Spunti per una rivoluzione borghese.

Quanto sta accadendo in questi giorni nelle periferie di Parigi, con scontri violentissimi tra gendarmi ed immigrati, violenze e devastazioni, ci induce a qualche riflessione. La prima,scontata, è che la colpevole sottovalutazione da parte dei governi europei del fenomeno migratorio dal terzo mondo ci regalerà, inevitabilmente, una invasione di “diseredati” che verranno nei nostri paesi incazzati neri (sic) a distruggere tutto quello che trovano e a mettere a rischio la nostra sicurezza. Il solidarismo ipocrita dei governanti “politicamente corretti”, lungi dal garantire un’accoglienza insostenibile sia dal punto di vista economico che dell’impatto socio-culturale, avrà come vistosa conseguenza quella di far mettere a ferro e fuoco le nostre città. Ma questo, ci si consenta, lo diciamo da molto tempo. Invece quelli che i telegiornali continuano a definire “quartieri poveri e degradati” di Parigi, non ci sembrano, tutto sommato, molto peggio di Secondigliano o di Scampia, tanto per fare un esempio. Forse che in queste periferie italiane vive una classe di agiati benestanti poco inclini alla rivolta nelle piazze? Difficile a credersi.
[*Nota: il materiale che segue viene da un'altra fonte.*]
use std::time::Duration;

use actix_web::{
    dev::{Server, Service},
    error::ErrorForbidden,
    http::KeepAlive,
    middleware::Logger,
    web,
    App,
    HttpServer,
};
use futures::{future::ok, FutureExt};
use log::{info, warn};
use stripe_tools::StripeApi;
use washpay_engine::{events::EventHandlers, OrderFlowApi, SqliteDatabase};

use crate::{
    config::{ServerConfig, WEBHOOK_SIGNATURE_HEADER},
    errors::ServerError,
    helpers::get_remote_ip,
    integrations::{notification_hooks, StripeGateway},
    middleware::SignatureMiddlewareFactory,
    routes::{
        health,
        AssignDriverRoute,
        CreateLaundromatRoute,
        CreateOrderRoute,
        CreatePromoRoute,
        NearestLaundromatRoute,
        OrderByIdRoute,
        OrdersSearchRoute,
        PaymentForOrderRoute,
        PromoPreviewRoute,
        UpdateOrderStatusRoute,
    },
    webhook_routes::PaymentWebhookRoute,
};

pub async fn run_server(config: ServerConfig) -> Result<(), ServerError> {
    let db = SqliteDatabase::new_with_url(&config.database_url, 25)
        .await
        .map_err(|e| ServerError::InitializeError(e.to_string()))?;
    let api = StripeApi::new(config.stripe_config.clone()).map_err(|e| ServerError::InitializeError(e.to_string()))?;
    let provider = StripeGateway::new(api);
    let handlers = EventHandlers::new(100, notification_hooks());
    let producers = handlers.producers();
    handlers.start_handlers().await;
    let srv = create_server_instance(config, db, provider, producers)?;
    srv.await.map_err(|e| ServerError::Unspecified(e.to_string()))
}

pub fn create_server_instance(
    config: ServerConfig,
    db: SqliteDatabase,
    provider: StripeGateway,
    producers: washpay_engine::events::EventProducers,
) -> Result<Server, ServerError> {
    let srv = HttpServer::new(move || {
        let order_api = OrderFlowApi::new(db.clone(), provider.clone(), producers.clone());
        let app = App::new()
            .wrap(Logger::new("%t (%D ms) %s %a %{Host}i %U").log_target("wps::access_log"))
            .app_data(web::Data::new(order_api));
        let api_scope = web::scope("/api")
            .service(CreateOrderRoute::<SqliteDatabase, StripeGateway>::new())
            .service(OrderByIdRoute::<SqliteDatabase, StripeGateway>::new())
            .service(PaymentForOrderRoute::<SqliteDatabase, StripeGateway>::new())
            .service(OrdersSearchRoute::<SqliteDatabase, StripeGateway>::new())
            .service(UpdateOrderStatusRoute::<SqliteDatabase, StripeGateway>::new())
            .service(AssignDriverRoute::<SqliteDatabase, StripeGateway>::new())
            .service(PromoPreviewRoute::<SqliteDatabase, StripeGateway>::new())
            .service(CreatePromoRoute::<SqliteDatabase, StripeGateway>::new())
            .service(NearestLaundromatRoute::<SqliteDatabase, StripeGateway>::new())
            .service(CreateLaundromatRoute::<SqliteDatabase, StripeGateway>::new());
        let use_x_forwarded_for = config.use_x_forwarded_for;
        let use_forwarded = config.use_forwarded;
        let whitelist = config.webhook_config.whitelist.clone();
        let signature_check = SignatureMiddlewareFactory::new(
            WEBHOOK_SIGNATURE_HEADER,
            config.webhook_config.secret.clone(),
            config.webhook_config.signature_checks,
        );
        let webhook_scope = web::scope("/webhook")
            .wrap(signature_check)
            .wrap_fn(move |req, srv| {
                // Collect the peer IP from x-forwarded-for or forwarded headers _if_ `use_nnn` has been set to true
                // in the configuration. Otherwise, use the peer address from the connection info.
                let peer_ip = get_remote_ip(req.request(), use_x_forwarded_for, use_forwarded);
                let whitelisted = match (peer_ip, &whitelist) {
                    (Some(ip), Some(whitelist)) => {
                        info!("Webhook delivery from {ip}");
                        whitelist.contains(&ip)
                    },
                    (_, None) => true,
                    (None, Some(_)) => {
                        warn!("No IP address found in the webhook peer request, denying access.");
                        false
                    },
                };
                if whitelisted {
                    srv.call(req).boxed_local()
                } else {
                    ok(req.error_response(ErrorForbidden("Peer address is not whitelisted."))).boxed_local()
                }
            })
            .service(PaymentWebhookRoute::<SqliteDatabase, StripeGateway>::new());
        app.service(health).service(api_scope).service(webhook_scope)
    })
    .keep_alive(KeepAlive::Timeout(Duration::from_secs(600)))
    .bind((config.host.as_str(), config.port))?
    .run();
    Ok(srv)
}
Allora occorrerà riflettere su quali nuove classi sociali abbia generato la fine del ventesimo secolo, giacché al mitico “quarto stato” se ne è aggiunto ormai un quinto se non addirittura un sesto. Disperati, manovrati, disposti a tutto. Saranno loro le truppe della rivoluzione globale prossima ventura? L’unica rivoluzione italiana è stata quella fascista del ventidue. Una rivoluzione incruenta, senza teste mozzate e assalti a “palazzi d’inverno”. E a farla fu la piccola e media borghesia che a differenza di quanto avvenuto nella rivoluzione francese non utilizzò il proletariato come braccio armato, ma fece leva su valori quali l’amor di Patria per far prevalere le proprie ragioni. Oggi è lecito chiedersi se esista ancora una borghesia in grado di combattere per difendere da una moltitudine di nemici il proprio stile di vita, le proprie città (i borghi, appunto) e la propria esistenza.